#### Your objective:
Here are the records. Write out exactly the lines between the one holding "Some(value)" and the one holding "strength is the", inclusive.

#### Records:
........
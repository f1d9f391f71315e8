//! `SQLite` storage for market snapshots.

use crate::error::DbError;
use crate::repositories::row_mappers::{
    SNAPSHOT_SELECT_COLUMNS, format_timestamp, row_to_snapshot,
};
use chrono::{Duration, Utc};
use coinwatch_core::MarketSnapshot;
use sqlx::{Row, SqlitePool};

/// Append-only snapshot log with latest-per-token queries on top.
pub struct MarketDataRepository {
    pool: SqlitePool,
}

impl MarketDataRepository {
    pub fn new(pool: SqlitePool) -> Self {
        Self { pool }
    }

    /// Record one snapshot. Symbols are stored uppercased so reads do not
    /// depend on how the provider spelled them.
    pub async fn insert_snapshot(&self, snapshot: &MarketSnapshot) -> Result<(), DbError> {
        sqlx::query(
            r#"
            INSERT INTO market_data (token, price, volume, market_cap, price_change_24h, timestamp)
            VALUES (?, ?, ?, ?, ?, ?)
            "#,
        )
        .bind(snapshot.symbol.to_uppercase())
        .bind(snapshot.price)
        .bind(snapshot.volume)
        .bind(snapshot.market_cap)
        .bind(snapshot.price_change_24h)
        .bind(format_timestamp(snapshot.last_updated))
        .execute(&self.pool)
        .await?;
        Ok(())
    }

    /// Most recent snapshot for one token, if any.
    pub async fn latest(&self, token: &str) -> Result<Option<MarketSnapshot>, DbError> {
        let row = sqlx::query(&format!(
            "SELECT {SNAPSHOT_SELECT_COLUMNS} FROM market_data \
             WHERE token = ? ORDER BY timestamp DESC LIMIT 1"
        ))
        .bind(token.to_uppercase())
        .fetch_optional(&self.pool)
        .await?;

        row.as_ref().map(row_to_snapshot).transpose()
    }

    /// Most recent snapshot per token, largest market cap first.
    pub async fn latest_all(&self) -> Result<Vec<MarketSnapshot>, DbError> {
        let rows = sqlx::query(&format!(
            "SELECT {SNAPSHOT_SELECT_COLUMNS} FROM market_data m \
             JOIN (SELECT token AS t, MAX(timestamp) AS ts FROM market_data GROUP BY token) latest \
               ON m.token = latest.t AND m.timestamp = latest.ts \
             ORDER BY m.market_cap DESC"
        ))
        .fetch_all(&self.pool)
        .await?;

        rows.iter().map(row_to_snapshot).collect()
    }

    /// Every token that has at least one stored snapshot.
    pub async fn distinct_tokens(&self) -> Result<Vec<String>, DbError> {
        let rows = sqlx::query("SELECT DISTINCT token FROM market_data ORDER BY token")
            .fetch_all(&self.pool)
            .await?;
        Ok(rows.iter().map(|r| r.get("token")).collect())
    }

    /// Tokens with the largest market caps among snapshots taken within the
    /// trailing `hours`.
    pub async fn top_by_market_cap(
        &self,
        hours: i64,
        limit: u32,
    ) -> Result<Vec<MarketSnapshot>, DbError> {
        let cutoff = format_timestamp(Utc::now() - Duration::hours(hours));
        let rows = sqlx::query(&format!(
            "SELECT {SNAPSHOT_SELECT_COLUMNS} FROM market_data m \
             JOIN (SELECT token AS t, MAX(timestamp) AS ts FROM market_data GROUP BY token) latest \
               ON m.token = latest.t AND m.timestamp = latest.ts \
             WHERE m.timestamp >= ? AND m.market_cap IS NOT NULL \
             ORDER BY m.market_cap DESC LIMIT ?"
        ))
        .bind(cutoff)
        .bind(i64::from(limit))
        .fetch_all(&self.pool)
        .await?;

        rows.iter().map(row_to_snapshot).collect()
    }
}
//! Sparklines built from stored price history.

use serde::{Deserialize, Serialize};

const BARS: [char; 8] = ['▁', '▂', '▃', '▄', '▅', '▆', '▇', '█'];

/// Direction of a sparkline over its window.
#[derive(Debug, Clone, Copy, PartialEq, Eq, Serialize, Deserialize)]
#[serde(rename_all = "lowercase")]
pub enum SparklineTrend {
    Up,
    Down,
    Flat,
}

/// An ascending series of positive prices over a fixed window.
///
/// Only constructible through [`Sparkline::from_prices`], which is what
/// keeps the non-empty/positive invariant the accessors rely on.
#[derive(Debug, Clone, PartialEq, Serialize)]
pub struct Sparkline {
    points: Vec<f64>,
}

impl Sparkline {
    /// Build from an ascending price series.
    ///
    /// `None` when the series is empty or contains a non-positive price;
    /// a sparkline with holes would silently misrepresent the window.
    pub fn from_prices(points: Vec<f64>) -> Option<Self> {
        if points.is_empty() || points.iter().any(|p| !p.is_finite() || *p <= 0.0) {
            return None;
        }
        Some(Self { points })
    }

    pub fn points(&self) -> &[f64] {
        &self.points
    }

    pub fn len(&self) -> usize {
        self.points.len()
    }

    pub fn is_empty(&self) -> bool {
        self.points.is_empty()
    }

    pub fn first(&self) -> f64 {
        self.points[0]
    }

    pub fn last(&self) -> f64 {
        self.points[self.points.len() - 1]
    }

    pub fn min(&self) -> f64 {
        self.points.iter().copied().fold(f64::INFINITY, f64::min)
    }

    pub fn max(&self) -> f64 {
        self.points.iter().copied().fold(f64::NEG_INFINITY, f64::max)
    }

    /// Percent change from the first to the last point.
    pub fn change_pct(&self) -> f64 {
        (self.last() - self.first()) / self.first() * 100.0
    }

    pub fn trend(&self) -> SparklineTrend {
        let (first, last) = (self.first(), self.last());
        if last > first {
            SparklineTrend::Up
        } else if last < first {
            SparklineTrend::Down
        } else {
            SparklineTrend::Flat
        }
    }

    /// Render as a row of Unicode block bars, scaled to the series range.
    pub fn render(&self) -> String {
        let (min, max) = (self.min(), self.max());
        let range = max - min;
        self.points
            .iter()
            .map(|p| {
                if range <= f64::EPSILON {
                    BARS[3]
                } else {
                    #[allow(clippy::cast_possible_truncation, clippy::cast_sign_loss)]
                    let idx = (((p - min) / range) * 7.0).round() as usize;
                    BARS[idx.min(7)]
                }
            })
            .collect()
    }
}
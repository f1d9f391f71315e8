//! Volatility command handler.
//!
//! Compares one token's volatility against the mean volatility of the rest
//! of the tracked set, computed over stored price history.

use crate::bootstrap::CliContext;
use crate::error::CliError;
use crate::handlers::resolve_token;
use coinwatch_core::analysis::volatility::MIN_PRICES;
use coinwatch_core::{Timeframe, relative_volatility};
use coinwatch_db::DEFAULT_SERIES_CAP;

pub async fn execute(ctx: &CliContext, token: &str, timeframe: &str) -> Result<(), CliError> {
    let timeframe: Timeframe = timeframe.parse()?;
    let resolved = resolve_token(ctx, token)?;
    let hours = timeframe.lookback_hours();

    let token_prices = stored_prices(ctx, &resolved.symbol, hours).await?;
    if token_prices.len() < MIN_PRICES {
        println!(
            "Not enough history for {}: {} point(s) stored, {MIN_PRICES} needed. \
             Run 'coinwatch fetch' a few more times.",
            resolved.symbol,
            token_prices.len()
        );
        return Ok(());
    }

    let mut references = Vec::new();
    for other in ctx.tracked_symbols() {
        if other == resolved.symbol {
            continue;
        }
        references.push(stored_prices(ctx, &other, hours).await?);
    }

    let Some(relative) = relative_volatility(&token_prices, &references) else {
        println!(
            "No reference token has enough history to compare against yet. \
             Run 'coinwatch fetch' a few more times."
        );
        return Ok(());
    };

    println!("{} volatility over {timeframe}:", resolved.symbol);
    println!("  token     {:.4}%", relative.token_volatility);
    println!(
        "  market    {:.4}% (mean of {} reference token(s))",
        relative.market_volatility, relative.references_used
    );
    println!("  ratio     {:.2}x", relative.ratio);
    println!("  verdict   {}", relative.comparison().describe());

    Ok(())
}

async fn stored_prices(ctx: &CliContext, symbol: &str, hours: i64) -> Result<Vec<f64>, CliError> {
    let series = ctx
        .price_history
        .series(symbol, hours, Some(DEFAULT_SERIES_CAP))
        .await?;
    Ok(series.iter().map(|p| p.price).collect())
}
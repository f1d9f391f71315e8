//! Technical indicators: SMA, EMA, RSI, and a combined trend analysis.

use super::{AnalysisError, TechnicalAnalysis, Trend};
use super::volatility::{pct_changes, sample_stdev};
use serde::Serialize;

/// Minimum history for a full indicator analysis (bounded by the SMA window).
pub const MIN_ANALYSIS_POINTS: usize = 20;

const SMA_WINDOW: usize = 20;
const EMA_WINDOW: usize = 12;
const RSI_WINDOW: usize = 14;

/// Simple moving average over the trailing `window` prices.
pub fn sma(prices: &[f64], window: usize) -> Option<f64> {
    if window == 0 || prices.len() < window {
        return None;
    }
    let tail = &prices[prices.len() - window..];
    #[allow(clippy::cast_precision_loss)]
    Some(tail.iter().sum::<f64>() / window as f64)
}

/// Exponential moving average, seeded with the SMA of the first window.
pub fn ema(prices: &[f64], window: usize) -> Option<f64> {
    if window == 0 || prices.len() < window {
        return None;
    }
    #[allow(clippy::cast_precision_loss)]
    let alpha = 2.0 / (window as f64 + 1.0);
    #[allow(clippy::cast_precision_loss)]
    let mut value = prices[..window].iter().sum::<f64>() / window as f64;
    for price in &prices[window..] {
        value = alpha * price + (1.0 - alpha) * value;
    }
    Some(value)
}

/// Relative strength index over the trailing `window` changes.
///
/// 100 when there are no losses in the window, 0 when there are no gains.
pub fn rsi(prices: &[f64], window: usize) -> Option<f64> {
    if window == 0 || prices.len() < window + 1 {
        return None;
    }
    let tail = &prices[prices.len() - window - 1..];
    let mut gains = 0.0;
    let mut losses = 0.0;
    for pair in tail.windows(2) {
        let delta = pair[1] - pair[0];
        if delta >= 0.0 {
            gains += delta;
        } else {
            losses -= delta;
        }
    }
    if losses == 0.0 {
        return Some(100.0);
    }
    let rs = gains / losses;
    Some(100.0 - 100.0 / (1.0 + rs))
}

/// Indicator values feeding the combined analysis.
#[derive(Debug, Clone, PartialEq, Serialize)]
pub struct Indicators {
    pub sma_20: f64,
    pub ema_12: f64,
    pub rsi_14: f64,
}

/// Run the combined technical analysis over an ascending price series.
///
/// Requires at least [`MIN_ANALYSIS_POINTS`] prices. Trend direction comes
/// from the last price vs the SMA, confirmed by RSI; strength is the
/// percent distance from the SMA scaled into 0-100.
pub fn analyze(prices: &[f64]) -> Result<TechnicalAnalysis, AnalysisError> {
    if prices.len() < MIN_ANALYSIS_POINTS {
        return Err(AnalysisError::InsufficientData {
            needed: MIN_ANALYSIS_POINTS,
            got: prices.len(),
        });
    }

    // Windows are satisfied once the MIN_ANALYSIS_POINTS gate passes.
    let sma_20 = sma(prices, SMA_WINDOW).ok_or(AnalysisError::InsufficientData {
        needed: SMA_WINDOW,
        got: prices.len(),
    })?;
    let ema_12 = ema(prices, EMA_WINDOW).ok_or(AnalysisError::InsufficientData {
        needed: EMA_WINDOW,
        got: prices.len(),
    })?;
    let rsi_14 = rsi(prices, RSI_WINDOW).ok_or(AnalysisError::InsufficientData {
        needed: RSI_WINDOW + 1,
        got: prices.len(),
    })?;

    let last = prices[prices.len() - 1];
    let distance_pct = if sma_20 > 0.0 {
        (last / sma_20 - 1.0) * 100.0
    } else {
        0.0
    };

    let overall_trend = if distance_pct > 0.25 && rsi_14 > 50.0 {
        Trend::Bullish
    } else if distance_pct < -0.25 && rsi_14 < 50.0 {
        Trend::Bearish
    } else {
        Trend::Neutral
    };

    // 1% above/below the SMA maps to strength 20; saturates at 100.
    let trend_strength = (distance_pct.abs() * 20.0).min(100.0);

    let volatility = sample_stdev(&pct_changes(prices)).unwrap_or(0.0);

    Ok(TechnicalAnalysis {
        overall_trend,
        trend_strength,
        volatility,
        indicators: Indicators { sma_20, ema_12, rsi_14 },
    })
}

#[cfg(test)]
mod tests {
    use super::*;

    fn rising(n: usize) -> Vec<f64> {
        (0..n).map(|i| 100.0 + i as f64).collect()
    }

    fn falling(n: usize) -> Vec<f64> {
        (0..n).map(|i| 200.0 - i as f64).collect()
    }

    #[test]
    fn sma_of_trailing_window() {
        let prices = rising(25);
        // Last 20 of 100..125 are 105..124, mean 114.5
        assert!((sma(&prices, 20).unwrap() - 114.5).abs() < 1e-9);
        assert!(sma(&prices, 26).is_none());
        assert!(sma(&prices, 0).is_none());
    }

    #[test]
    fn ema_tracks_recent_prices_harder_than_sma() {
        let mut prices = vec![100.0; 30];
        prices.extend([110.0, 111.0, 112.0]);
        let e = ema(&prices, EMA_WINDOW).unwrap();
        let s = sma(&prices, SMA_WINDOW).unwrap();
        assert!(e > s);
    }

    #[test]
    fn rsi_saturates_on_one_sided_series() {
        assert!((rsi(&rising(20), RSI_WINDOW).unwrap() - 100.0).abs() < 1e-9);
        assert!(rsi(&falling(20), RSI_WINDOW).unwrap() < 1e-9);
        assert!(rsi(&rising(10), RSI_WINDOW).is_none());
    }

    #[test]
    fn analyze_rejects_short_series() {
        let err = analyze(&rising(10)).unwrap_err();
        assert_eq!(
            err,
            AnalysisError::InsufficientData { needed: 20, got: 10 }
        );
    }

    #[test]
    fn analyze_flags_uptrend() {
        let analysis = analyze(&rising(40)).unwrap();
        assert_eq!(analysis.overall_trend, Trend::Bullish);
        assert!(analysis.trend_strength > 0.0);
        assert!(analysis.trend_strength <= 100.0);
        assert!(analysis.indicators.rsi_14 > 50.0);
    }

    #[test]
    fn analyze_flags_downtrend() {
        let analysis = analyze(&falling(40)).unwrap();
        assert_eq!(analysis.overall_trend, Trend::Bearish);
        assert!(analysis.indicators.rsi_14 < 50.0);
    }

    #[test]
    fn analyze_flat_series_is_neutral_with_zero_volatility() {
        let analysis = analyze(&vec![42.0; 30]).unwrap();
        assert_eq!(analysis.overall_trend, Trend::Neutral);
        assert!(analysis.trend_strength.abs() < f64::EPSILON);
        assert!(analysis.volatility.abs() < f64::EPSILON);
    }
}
........
#### Response to this exercise:
    Some(value)
}

/// Relative strength index over the trailing `window` changes.
///
/// 100 when there are no losses in the window, 0 when there are no gains.
pub fn rsi(prices: &[f64], window: usize) -> Option<f64> {
    if window == 0 || prices.len() < window + 1 {
        return None;
    }
    let tail = &prices[prices.len() - window - 1..];
    let mut gains = 0.0;
    let mut losses = 0.0;
    for pair in tail.windows(2) {
        let delta = pair[1] - pair[0];
        if delta >= 0.0 {
            gains += delta;
        } else {
            losses -= delta;
        }
    }
    if losses == 0.0 {
        return Some(100.0);
    }
    let rs = gains / losses;
    Some(100.0 - 100.0 / (1.0 + rs))
}

/// Indicator values feeding the combined analysis.
#[derive(Debug, Clone, PartialEq, Serialize)]
pub struct Indicators {
    pub sma_20: f64,
    pub ema_12: f64,
    pub rsi_14: f64,
}

/// Run the combined technical analysis over an ascending price series.
///
/// Requires at least [`MIN_ANALYSIS_POINTS`] prices. Trend direction comes
/// from the last price vs the SMA, confirmed by RSI; strength is the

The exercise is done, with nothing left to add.